RIPLEY, W.Va. (Aug. 31) — Don O’Neal added another long-running special event victory to his resume Sunday at I-77 Raceway Park — along with $25,000.
The Martinsville, Ind., driver outran current Lucas Oil Late Model Dirt Series points leader Jimmy Owens of Newport, Tenn., in Sunday’s Hillbilly 100 to collect the tour’s richest single-day payday of the season.
After grabbing a heat-race victory, O’Neal started outside the front row in the 100-lapper, taking the lead from polesitter Mason Zeigler of Chalk Hill, Pa., on the ninth lap. Clint Bowyer Racing teammate Steve Francis of Ashland, Ky., charged from the sixth starting spot to the front of the field on lap 15, but O’Neal regained the point a few laps later, leading the remainder of the 100-lapper for his seventh Lucas Oil Series victory of the season.
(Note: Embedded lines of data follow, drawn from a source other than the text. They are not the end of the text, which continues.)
//! Walk through the token-based send flow: authorize, init, check, send.
//!
//! ```sh
//! EPAY_APP_ID=... EPAY_SECRET=... EPAY_KIN=... EPAY_TOKEN=... EPAY_PINS=... \
//!     cargo run --example send_payment
//! ```

use epay_onetouch::{ClientConfig, FieldValue, OneTouchClient, SendPayment};
use std::env;

const DEVICE: &str = "demo-device";

#[tokio::main]
async fn main() -> Result<(), Box<dyn std::error::Error>> {
    tracing_subscriber::fmt()
        .with_env_filter(tracing_subscriber::EnvFilter::from_default_env())
        .init();

    let client = OneTouchClient::new(ClientConfig::new(
        false,
        env::var("EPAY_APP_ID")?,
        env::var("EPAY_SECRET")?,
        env::var("EPAY_KIN")?,
    ))?;

    let token = match env::var("EPAY_TOKEN") {
        Ok(token) => token,
        Err(_) => {
            println!(
                "No EPAY_TOKEN set. Authorize the device first:\n{}",
                client.auth_redirect_url("demo-key", DEVICE)
            );
            return Ok(());
        }
    };
    let pins = env::var("EPAY_PINS")?;

    let init = client.init_send_payment(&token, DEVICE).await?;
    println!("init: {}", init);

    let Some(id) = init["payment"]["ID"].as_str().map(str::to_string) else {
        println!("gateway did not return a payment id");
        return Ok(());
    };

    let check = client.check_send_payment(&token, DEVICE, &id, 150, &pins).await?;
    println!("check: {}", check);

    let sent = client
        .send_payment(SendPayment {
            token: &token,
            device: DEVICE,
            id: &id,
            amount: FieldValue::from(150),
            pins: &pins,
            description: "Demo order",
            reason: Some("Demo"),
        })
        .await?;
    println!("send: {}", sent);

    let status = client.check_send_payment_status(&token, DEVICE, &id).await?;
    println!("status: {}", status);

    Ok(())
}
//! Core types for One Touch requests and client configuration

use crate::{EpayError, Result};
use rust_decimal::prelude::ToPrimitive;
use rust_decimal::Decimal;
use serde::ser::SerializeMap;
use serde::{Deserialize, Serialize, Serializer};
use std::fmt;
use std::time::Duration;

/// Name of the field carrying the request signature
pub const CHECKSUM_FIELD: &str = "checksum";

/// Gateway base URLs
pub mod endpoints {
    /// Production JSON API base
    pub const API_BASE: &str = "https://www.epay.bg/v3/api";
    /// Production browser flow base
    pub const API_BASE_WEB: &str = "https://www.epay.bg/v3/mob";
    /// Demo JSON API base
    pub const API_BASE_DEMO: &str = "https://demo.epay.bg/xdev/api";
    /// Demo browser flow base
    pub const API_BASE_WEB_DEMO: &str = "https://demo.epay.bg/xdev/mobile";
}

/// Relative paths of the gateway operations
pub mod paths {
    pub const PAYMENT_INIT: &str = "/payment/init";
    pub const PAYMENT_CHECK: &str = "/payment/check";
    pub const PAYMENT_SEND: &str = "/payment/send/user";
    pub const PAYMENT_SEND_STATUS: &str = "/payment/send/status";
    pub const NOREG_SEND: &str = "/api/payment/noreg/send";
    pub const NOREG_SEND_STATUS: &str = "/api/payment/noreg/send/status";
    pub const AUTH_START: &str = "/api/start";
}

/// Request field names understood by the gateway
pub mod fields {
    pub const APPID: &str = "APPID";
    pub const DEVICEID: &str = "DEVICEID";
    pub const ID: &str = "ID";
    pub const AMOUNT: &str = "AMOUNT";
    pub const RCPT: &str = "RCPT";
    pub const RCPT_TYPE: &str = "RCPT_TYPE";
    pub const DESCRIPTION: &str = "DESCRIPTION";
    pub const REASON: &str = "REASON";
    pub const TOKEN: &str = "TOKEN";
    pub const TYPE: &str = "TYPE";
    pub const PINS: &str = "PINS";
    pub const KEY: &str = "KEY";

    /// Recipient type for KIN-addressed payments
    pub const RCPT_TYPE_KIN: &str = "KIN";
    /// Operation type for user-to-merchant sends
    pub const TYPE_SEND: &str = "send";
}

/// Scalar value of a request field
#[derive(Debug, Clone, PartialEq, Eq)]
pub enum FieldValue {
    Text(String),
    Integer(i64),
    Decimal(Decimal),
    /// Present but without a value; signs as an empty string and is left
    /// out of query strings
    Null,
}

impl FieldValue {
    /// Canonical string form used for signing and query strings
    pub fn render(&self) -> String {
        match self {
            Self::Text(text) => text.clone(),
            Self::Integer(value) => value.to_string(),
            Self::Decimal(value) => value.normalize().to_string(),
            Self::Null => String::new(),
        }
    }

    pub fn is_null(&self) -> bool {
        matches!(self, Self::Null)
    }
}

impl fmt::Display for FieldValue {
    fn fmt(&self, f: &mut fmt::Formatter<'_>) -> fmt::Result {
        f.write_str(&self.render())
    }
}

impl Serialize for FieldValue {
    fn serialize<S: Serializer>(&self, serializer: S) -> std::result::Result<S::Ok, S::Error> {
        match self {
            Self::Text(text) => serializer.serialize_str(text),
            Self::Integer(value) => serializer.serialize_i64(*value),
            Self::Decimal(value) => {
                let value = value.normalize();
                if value.scale() == 0 {
                    if let Some(integral) = value.to_i64() {
                        return serializer.serialize_i64(integral);
                    }
                }
                match value.to_f64() {
                    Some(float) => serializer.serialize_f64(float),
                    None => serializer.collect_str(&value),
                }
            }
            Self::Null => serializer.serialize_none(),
        }
    }
}

impl From<&str> for FieldValue {
    fn from(value: &str) -> Self {
        Self::Text(value.to_string())
    }
}

impl From<String> for FieldValue {
    fn from(value: String) -> Self {
        Self::Text(value)
    }
}

impl From<&String> for FieldValue {
    fn from(value: &String) -> Self {
        Self::Text(value.clone())
    }
}

impl From<i64> for FieldValue {
    fn from(value: i64) -> Self {
        Self::Integer(value)
    }
}

impl From<i32> for FieldValue {
    fn from(value: i32) -> Self {
        Self::Integer(value.into())
    }
}

impl From<u32> for FieldValue {
    fn from(value: u32) -> Self {
        Self::Integer(value.into())
    }
}

impl From<Decimal> for FieldValue {
    fn from(value: Decimal) -> Self {
        Self::Decimal(value)
    }
}

impl<T: Into<FieldValue>> From<Option<T>> for FieldValue {
    fn from(value: Option<T>) -> Self {
        value.map_or(Self::Null, Into::into)
    }
}

/// Insertion-ordered set of named request fields.
///
/// Field order is kept exactly as inserted so that query strings come out in
/// the order the gateway documents. Signing sorts a copy and never relies on
/// this order.
#[derive(Debug, Clone, Default, PartialEq, Eq)]
pub struct RequestMap {
    entries: Vec<(String, FieldValue)>,
}

impl RequestMap {
    pub fn new() -> Self {
        Self::default()
    }

    /// Insert a field, replacing the value in place if the name exists
    pub fn insert(&mut self, name: impl Into<String>, value: impl Into<FieldValue>) {
        let name = name.into();
        let value = value.into();
        match self.entries.iter_mut().find(|(existing, _)| *existing == name) {
            Some((_, slot)) => *slot = value,
            None => self.entries.push((name, value)),
        }
    }

    /// Builder-style [`RequestMap::insert`]
    pub fn with(mut self, name: impl Into<String>, value: impl Into<FieldValue>) -> Self {
        self.insert(name, value);
        self
    }

    pub fn get(&self, name: &str) -> Option<&FieldValue> {
        self.entries
            .iter()
            .find(|(existing, _)| existing == name)
            .map(|(_, value)| value)
    }

    pub fn remove(&mut self, name: &str) -> Option<FieldValue> {
        let index = self.entries.iter().position(|(existing, _)| existing == name)?;
        Some(self.entries.remove(index).1)
    }

    pub fn contains(&self, name: &str) -> bool {
        self.get(name).is_some()
    }

    /// The signature attached by [`crate::RequestSigner::sign`], if any
    pub fn checksum(&self) -> Option<&str> {
        match self.get(CHECKSUM_FIELD) {
            Some(FieldValue::Text(checksum)) => Some(checksum),
            _ => None,
        }
    }

    pub fn len(&self) -> usize {
        self.entries.len()
    }

    pub fn is_empty(&self) -> bool {
        self.entries.is_empty()
    }

    pub fn iter(&self) -> impl Iterator<Item = (&str, &FieldValue)> {
        self.entries.iter().map(|(name, value)| (name.as_str(), value))
    }

    /// Field names in insertion order
    pub fn names(&self) -> impl Iterator<Item = &str> {
        self.entries.iter().map(|(name, _)| name.as_str())
    }

    /// Form-urlencode the non-null fields in insertion order
    pub fn to_query_string(&self) -> String {
        let mut serializer = url::form_urlencoded::Serializer::new(String::new());
        for (name, value) in self.iter().filter(|(_, value)| !value.is_null()) {
            serializer.append_pair(name, &value.render());
        }
        serializer.finish()
    }
}

impl<K, V> FromIterator<(K, V)> for RequestMap
where
    K: Into<String>,
    V: Into<FieldValue>,
{
    fn from_iter<I: IntoIterator<Item = (K, V)>>(iter: I) -> Self {
        let mut map = Self::new();
        for (name, value) in iter {
            map.insert(name, value);
        }
        map
    }
}

impl Serialize for RequestMap {
    fn serialize<S: Serializer>(&self, serializer: S) -> std::result::Result<S::Ok, S::Error> {
        let mut map = serializer.serialize_map(Some(self.entries.len()))?;
        for (name, value) in &self.entries {
            map.serialize_entry(name, value)?;
        }
        map.end()
    }
}

/// Gateway environment
#[derive(Debug, Clone, Copy, PartialEq, Eq, Default)]
pub enum Mode {
    Live,
    #[default]
    Demo,
}

impl Mode {
    pub fn is_live(self) -> bool {
        self == Self::Live
    }
}

impl From<bool> for Mode {
    fn from(live_mode: bool) -> Self {
        if live_mode {
            Self::Live
        } else {
            Self::Demo
        }
    }
}

/// Pair of base URLs: one for JSON API calls, one for browser redirects
#[derive(Debug, Clone, PartialEq, Eq)]
pub struct Endpoints {
    api: String,
    web: String,
}

impl Endpoints {
    /// Production gateway
    pub fn production() -> Self {
        Self {
            api: endpoints::API_BASE.to_string(),
            web: endpoints::API_BASE_WEB.to_string(),
        }
    }

    /// Demo gateway
    pub fn demo() -> Self {
        Self {
            api: endpoints::API_BASE_DEMO.to_string(),
            web: endpoints::API_BASE_WEB_DEMO.to_string(),
        }
    }

    pub fn for_mode(mode: Mode) -> Self {
        match mode {
            Mode::Live => Self::production(),
            Mode::Demo => Self::demo(),
        }
    }

    /// Custom base URLs, e.g. a local test double
    pub fn custom(api: impl Into<String>, web: impl Into<String>) -> Result<Self> {
        Ok(Self {
            api: Self::check_base(api.into())?,
            web: Self::check_base(web.into())?,
        })
    }

    fn check_base(base: String) -> Result<String> {
        let parsed = url::Url::parse(&base)?;
        if parsed.scheme() != "http" && parsed.scheme() != "https" {
            return Err(EpayError::config(format!(
                "Base URL must use http or https: {}",
                base
            )));
        }
        Ok(base.trim_end_matches('/').to_string())
    }

    /// JSON API base
    pub fn api(&self) -> &str {
        &self.api
    }

    /// Browser flow base
    pub fn web(&self) -> &str {
        &self.web
    }
}

/// Client configuration.
///
/// Deserializes from the conventional `live_mode` / `app_id` / `secret` /
/// `kin` settings keys.
#[derive(Clone, Deserialize)]
pub struct ClientConfig {
    /// Talk to the production gateway instead of the demo one
    #[serde(default)]
    pub live_mode: bool,
    /// Application identifier issued by the gateway
    pub app_id: String,
    /// Shared secret for request checksums, never transmitted
    pub secret: String,
    /// Merchant KIN that receives payments
    pub kin: String,
    /// Request timeout
    #[serde(skip)]
    pub timeout: Option<Duration>,
    /// Overrides the mode-selected base URLs
    #[serde(skip)]
    pub endpoints: Option<Endpoints>,
}

impl fmt::Debug for ClientConfig {
    fn fmt(&self, f: &mut fmt::Formatter<'_>) -> fmt::Result {
        f.debug_struct("ClientConfig")
            .field("live_mode", &self.live_mode)
            .field("app_id", &self.app_id)
            .field("secret", &"<redacted>")
            .field("kin", &self.kin)
            .field("timeout", &self.timeout)
            .field("endpoints", &self.endpoints)
            .finish()
    }
}

impl ClientConfig {
    pub fn new(
        live_mode: bool,
        app_id: impl Into<String>,
        secret: impl Into<String>,
        kin: impl Into<String>,
    ) -> Self {
        Self {
            live_mode,
            app_id: app_id.into(),
            secret: secret.into(),
            kin: kin.into(),
            timeout: None,
            endpoints: None,
        }
    }

    pub fn mode(&self) -> Mode {
        Mode::from(self.live_mode)
    }

    /// Base URLs this configuration resolves to
    pub fn resolved_endpoints(&self) -> Endpoints {
        self.endpoints
            .clone()
            .unwrap_or_else(|| Endpoints::for_mode(self.mode()))
    }

    /// Validate the configuration
    pub fn validate(&self) -> Result<()> {
        if self.app_id.is_empty() {
            return Err(EpayError::config("app_id cannot be empty"));
        }
        if self.secret.is_empty() {
            return Err(EpayError::config("secret cannot be empty"));
        }
        if self.kin.is_empty() {
            return Err(EpayError::config("kin cannot be empty"));
        }
        Ok(())
    }

    /// Set the request timeout
    pub fn with_timeout(mut self, timeout: Duration) -> Self {
        self.timeout = Some(timeout);
        self
    }

    /// Replace the mode-selected base URLs
    pub fn with_endpoints(mut self, endpoints: Endpoints) -> Self {
        self.endpoints = Some(endpoints);
        self
    }
}

/// Arguments of the send payment confirmation call
#[derive(Debug, Clone)]
pub struct SendPayment<'a> {
    pub token: &'a str,
    pub device: &'a str,
    pub id: &'a str,
    pub amount: FieldValue,
    pub pins: &'a str,
    pub description: &'a str,
    /// Sent as given; unlike [`crate::OneTouchClient::create_payment_request`]
    /// there is no fallback to `id`
    pub reason: Option<&'a str>,
}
“To win the heat race and get started up front, that meant a lot here, because it was tough to pass,” O’Neal said. “It was hard out there in the middle of the racetrack to get around somebody. To get this Peak Motor Oil, Crawford Supply, Georgia Boot car in victory lane is pretty awesome. My first Hillbilly. … It’s awesome.”
After falling back early, seventh-starting Owens advanced to take home runner-up honors, while Francis rallied from the tail of the field to finish third after drawing a lap-42 caution when he spun in turns one and two. Dennis Erb Jr. of Carpenter, Ill., finished fourth, with Jonathan Davenport of Blairsville, Ga., rounding out the top five.
While O’Neal went unchallenged for much of the race, a close battle for the remaining top five spots waged on throughout the caution-plagued event. Scott Bloomquist of Mooresburg, Tenn., and Mike Marlar of Winfield, Tenn., each made it up to the second-place spot, but neither finished the race.
Bloomquist fell off the pace on lap 75, retiring to the pits, and returning to the tail of the field several laps later. A red flag waved for Marlar, two-time Hillbilly 100 winner, on lap 82 when his No. 157 machine made contact with the turn-three guardrail, barrel-rolling and landing upside down. He was uninjured.
Late-race cautions set up a showdown between O’Neal and Owens, now separated by 25 points in the Lucas Oil championship standings. Owens slipped by O’Neal with seven laps remaining, but wasn’t able to hold on to the lead. He finished just a half a second behind the race leader at the checkers.
“I guess we were runner-up tonight,” Owens said. “We had a good car. On the restarts there we kept getting shuffled back. I couldn’t go very good on the bottom. I had the momentum around the corners and every time they’d have a restart I’d get stuck on the bottom and kept falling farther and farther back. We just took care of our tires and everything and started working our way back up toward the front there.
“Those cautions kept killing me. I was confident I was going to get him, but they kept having caution, after caution and then we’d have to play catch up every time. And then there toward the end there were a couple times I thought I could have slid up in front of him, but we got to finish and you don’t want to get into all of that. Sometimes second is better than taking chances.”
Sixth-starting Francis led a few early laps and was running fourth when he spun for a caution on the 42nd lap. He worked his way back through the field, returning to the top five late in the race.
“Driver probably cost us the race there,” Francis said. “Don had a real good car, Jimmy had a real good car … we had to use so much stuff up coming from the back. But that’s three seconds and a third in the last four races. We can’t argue with that. We’re making progress. I just made a driver error there and probably cost us the race.”
The race was slowed by a total of 13 cautions along with the red flag cleanup for Marlar’s accident.
The Lucas Oil Series returns to action Sept. 19-20 for Brownstown Speedway’s Jackson 100 with O’Neal running at his home track.
“It’s up and down,” O’Neal said of the Lucas Oil points chase. “It’s just tough. But our next race is at home for me … it’ll be Brownstown, the points race. I’m looking forward to that and hopefully we can come out of there and maybe have the points lead.”